+++ Entries provided +++

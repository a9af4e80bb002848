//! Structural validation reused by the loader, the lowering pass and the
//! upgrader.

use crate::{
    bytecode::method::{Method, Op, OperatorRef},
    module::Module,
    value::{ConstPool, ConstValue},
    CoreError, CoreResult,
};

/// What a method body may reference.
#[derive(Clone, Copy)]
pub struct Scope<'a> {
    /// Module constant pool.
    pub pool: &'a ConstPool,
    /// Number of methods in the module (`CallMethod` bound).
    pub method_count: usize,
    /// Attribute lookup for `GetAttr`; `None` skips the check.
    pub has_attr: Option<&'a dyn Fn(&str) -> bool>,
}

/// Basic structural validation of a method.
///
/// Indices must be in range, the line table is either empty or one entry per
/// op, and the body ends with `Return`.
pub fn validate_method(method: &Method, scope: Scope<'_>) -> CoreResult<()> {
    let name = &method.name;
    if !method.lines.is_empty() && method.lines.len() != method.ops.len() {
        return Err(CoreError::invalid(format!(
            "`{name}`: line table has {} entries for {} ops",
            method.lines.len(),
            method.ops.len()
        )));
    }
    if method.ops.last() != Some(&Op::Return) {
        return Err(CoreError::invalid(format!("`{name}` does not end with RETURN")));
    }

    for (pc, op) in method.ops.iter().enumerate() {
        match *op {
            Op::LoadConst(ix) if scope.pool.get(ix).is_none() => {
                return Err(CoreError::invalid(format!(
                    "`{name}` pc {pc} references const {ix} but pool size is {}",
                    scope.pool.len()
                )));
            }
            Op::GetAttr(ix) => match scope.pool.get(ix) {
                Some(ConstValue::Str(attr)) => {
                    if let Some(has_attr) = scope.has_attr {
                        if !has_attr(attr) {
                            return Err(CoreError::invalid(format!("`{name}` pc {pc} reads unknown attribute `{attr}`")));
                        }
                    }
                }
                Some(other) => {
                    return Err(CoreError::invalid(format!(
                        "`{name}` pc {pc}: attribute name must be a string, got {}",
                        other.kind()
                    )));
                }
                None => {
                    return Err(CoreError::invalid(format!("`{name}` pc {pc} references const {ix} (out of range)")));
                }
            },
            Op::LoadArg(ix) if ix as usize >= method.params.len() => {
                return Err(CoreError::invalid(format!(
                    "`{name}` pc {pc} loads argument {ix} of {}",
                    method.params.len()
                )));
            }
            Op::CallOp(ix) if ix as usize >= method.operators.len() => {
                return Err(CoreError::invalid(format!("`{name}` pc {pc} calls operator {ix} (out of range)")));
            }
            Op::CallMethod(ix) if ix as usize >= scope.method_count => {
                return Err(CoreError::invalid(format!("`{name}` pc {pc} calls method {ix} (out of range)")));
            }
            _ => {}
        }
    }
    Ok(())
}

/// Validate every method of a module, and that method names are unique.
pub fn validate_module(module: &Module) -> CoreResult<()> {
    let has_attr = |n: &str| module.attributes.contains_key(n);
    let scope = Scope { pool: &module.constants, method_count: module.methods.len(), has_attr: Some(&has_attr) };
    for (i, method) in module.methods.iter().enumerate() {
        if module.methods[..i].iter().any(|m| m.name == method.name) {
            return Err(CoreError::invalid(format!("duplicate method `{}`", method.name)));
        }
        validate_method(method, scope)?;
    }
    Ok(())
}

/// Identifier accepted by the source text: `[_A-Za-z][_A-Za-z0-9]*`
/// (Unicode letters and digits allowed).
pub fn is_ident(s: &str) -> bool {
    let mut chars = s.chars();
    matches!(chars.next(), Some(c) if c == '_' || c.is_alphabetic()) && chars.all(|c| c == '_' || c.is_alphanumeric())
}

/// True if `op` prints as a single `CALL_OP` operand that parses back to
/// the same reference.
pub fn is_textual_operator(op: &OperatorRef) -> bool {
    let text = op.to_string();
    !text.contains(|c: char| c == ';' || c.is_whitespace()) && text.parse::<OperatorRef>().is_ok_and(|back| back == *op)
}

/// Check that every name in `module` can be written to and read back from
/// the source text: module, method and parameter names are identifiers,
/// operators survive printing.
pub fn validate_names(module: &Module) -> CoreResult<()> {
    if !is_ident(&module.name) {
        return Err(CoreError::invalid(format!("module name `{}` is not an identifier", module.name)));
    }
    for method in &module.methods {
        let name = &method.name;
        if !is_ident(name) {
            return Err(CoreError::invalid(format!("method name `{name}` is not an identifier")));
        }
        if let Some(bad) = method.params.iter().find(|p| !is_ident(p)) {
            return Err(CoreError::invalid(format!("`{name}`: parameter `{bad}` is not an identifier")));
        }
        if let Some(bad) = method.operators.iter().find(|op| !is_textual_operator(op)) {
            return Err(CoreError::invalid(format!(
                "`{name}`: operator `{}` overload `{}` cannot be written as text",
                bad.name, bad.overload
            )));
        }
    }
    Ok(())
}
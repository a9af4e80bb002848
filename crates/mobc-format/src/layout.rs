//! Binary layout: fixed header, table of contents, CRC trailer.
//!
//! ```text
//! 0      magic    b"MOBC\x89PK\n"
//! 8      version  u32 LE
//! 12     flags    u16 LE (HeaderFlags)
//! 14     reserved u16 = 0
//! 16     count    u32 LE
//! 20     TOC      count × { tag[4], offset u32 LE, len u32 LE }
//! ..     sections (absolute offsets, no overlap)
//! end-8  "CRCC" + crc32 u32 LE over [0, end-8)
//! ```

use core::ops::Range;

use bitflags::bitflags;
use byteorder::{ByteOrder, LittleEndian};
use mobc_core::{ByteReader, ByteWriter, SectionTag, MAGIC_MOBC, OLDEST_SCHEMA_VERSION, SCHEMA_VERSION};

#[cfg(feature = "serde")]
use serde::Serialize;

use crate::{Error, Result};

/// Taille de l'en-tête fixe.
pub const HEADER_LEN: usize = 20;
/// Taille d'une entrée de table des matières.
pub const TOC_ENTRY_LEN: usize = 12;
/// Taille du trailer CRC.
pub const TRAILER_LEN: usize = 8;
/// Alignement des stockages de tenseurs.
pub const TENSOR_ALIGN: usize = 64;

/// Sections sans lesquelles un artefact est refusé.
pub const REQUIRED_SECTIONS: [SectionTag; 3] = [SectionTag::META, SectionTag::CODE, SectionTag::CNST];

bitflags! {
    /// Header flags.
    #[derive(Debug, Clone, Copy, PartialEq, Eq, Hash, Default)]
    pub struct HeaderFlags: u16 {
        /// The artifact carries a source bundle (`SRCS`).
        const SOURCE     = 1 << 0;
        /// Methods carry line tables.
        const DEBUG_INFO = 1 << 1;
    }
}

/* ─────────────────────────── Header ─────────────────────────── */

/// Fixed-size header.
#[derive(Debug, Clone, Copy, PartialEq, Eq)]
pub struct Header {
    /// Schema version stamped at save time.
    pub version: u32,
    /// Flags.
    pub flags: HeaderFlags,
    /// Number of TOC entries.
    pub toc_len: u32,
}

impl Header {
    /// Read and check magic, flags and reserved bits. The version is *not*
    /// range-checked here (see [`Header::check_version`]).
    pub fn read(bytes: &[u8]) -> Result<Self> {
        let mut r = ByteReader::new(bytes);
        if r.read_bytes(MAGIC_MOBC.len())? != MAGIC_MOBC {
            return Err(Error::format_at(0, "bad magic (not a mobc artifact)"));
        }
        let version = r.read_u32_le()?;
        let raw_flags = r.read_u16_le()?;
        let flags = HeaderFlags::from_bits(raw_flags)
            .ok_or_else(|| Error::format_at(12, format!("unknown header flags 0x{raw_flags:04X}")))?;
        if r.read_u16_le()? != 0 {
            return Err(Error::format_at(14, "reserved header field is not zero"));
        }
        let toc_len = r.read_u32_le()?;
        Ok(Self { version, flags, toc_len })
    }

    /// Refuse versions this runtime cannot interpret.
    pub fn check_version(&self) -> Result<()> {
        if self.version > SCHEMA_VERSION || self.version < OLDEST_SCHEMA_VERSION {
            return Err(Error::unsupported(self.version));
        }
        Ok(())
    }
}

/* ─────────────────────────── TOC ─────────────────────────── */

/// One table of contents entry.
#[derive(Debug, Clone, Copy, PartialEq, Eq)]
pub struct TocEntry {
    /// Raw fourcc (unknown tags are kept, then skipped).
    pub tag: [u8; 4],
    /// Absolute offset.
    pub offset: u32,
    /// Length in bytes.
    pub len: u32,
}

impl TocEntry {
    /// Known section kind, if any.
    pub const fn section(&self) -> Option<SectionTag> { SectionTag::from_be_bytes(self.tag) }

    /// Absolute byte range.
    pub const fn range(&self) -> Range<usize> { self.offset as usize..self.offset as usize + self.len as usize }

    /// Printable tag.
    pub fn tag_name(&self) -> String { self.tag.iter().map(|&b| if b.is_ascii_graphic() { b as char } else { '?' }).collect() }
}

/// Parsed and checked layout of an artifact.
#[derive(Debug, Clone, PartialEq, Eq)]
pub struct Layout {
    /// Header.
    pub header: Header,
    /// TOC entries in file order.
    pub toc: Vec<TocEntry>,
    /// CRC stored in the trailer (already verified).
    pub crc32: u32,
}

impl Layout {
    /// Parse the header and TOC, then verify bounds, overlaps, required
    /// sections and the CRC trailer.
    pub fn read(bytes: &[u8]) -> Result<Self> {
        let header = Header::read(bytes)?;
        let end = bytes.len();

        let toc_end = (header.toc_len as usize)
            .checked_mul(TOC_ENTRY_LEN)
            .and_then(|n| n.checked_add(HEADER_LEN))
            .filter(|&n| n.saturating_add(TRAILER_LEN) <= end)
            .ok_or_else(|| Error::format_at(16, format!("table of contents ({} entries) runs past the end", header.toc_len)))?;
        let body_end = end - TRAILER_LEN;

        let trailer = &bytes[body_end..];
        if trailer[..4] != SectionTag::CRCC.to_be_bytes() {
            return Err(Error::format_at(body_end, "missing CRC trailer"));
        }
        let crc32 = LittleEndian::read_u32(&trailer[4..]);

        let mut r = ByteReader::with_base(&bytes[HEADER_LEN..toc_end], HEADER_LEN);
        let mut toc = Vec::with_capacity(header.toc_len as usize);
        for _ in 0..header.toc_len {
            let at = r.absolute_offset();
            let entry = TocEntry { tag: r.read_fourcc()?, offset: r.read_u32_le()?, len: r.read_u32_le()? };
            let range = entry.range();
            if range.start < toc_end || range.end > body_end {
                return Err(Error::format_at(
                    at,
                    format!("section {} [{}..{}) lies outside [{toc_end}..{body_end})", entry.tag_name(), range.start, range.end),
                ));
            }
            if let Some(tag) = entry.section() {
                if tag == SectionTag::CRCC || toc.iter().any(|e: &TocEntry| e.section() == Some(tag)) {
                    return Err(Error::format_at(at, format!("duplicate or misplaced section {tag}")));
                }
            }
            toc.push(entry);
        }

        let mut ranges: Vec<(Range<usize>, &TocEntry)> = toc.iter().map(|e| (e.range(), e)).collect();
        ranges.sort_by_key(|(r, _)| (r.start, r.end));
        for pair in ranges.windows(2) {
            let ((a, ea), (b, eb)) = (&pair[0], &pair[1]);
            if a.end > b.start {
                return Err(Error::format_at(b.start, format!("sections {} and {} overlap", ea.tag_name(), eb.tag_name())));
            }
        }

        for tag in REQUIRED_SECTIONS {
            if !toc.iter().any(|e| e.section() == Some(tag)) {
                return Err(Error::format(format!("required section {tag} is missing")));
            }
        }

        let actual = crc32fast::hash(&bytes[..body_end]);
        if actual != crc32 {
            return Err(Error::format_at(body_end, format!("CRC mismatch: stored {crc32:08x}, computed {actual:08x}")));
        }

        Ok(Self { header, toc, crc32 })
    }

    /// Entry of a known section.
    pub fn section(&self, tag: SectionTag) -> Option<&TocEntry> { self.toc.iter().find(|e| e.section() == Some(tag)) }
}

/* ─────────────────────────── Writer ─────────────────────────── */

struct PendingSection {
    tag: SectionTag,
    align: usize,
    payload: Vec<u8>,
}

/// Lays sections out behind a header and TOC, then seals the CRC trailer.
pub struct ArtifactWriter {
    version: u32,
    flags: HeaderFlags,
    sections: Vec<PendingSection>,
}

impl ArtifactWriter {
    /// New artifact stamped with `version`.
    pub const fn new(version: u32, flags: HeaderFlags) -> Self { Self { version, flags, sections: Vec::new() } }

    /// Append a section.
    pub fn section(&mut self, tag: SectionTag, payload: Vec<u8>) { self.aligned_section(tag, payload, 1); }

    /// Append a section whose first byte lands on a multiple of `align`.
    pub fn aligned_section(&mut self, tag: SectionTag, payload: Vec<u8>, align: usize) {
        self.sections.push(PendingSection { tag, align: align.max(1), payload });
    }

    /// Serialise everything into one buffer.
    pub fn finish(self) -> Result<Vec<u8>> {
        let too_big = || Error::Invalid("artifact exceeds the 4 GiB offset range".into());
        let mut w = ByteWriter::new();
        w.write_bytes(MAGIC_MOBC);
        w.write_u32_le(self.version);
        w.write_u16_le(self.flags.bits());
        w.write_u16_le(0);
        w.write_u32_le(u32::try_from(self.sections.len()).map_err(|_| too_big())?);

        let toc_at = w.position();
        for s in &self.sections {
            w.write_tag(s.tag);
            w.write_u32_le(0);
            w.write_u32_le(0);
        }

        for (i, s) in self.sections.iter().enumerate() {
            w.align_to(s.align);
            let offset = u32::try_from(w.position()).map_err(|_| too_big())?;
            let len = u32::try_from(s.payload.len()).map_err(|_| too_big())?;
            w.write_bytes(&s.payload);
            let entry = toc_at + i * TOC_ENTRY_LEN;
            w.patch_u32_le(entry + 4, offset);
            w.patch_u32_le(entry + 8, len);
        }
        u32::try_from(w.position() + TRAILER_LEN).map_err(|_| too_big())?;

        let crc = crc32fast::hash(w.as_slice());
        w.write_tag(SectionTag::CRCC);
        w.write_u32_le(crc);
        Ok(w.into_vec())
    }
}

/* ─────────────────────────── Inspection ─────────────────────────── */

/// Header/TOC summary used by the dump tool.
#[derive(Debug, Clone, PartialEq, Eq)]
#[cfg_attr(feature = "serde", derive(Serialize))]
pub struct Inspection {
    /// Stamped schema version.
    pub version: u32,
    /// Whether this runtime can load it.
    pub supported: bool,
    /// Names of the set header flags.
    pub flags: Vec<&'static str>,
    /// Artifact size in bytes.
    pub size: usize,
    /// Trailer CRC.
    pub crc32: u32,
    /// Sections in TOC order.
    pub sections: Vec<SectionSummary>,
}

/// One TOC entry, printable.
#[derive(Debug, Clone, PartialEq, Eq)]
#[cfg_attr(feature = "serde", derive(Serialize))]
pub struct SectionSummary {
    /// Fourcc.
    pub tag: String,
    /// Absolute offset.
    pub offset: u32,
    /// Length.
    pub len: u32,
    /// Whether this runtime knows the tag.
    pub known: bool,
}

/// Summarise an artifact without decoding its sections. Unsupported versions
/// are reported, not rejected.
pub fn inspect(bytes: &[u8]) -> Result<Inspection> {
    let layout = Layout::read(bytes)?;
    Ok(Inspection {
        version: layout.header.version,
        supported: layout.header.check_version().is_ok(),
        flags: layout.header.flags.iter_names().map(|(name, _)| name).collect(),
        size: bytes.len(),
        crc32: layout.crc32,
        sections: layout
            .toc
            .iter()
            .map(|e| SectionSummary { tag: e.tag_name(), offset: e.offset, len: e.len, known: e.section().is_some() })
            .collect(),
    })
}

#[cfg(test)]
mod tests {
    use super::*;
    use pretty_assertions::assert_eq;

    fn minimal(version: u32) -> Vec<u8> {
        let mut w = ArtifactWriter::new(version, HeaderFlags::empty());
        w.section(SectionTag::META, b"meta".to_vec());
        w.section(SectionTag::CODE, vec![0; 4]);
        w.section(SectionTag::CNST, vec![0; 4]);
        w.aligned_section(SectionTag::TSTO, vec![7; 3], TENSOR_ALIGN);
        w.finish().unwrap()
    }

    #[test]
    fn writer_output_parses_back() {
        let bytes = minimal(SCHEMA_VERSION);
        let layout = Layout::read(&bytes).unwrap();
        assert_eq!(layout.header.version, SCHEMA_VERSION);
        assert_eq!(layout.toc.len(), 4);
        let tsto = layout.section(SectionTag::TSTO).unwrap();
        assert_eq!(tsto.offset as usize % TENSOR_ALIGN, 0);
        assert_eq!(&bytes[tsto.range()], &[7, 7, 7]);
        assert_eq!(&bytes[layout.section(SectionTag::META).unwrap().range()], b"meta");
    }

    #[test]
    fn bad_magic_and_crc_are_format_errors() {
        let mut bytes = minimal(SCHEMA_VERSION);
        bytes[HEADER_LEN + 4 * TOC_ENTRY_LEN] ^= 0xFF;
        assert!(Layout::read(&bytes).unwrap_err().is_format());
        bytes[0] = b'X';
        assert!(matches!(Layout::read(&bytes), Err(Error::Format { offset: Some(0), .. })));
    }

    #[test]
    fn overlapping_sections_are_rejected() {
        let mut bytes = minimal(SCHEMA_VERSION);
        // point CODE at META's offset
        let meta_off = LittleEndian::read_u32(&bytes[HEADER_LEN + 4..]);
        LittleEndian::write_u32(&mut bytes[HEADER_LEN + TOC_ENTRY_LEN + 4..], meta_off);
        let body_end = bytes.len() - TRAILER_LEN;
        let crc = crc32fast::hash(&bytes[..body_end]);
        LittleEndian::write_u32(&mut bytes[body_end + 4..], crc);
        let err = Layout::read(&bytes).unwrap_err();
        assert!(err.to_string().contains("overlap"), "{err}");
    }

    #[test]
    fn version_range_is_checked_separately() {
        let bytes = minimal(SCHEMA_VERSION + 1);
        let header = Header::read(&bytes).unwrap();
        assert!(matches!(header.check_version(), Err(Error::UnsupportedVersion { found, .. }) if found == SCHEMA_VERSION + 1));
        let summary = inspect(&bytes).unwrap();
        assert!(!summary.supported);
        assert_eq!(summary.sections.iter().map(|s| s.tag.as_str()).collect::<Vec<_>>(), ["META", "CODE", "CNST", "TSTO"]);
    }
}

+++

Exercise details:
Taking the records above, retype every line from the one with "of TOC entries." down to the one with "let mut r = ByteReader::new(bytes);", exactly and with nothing else.

Result of the task:
    /// Number of TOC entries.
    pub toc_len: u32,
}

impl Header {
    /// Read and check magic, flags and reserved bits. The version is *not*
    /// range-checked here (see [`Header::check_version`]).
    pub fn read(bytes: &[u8]) -> Result<Self> {
        let mut r = ByteReader::new(bytes);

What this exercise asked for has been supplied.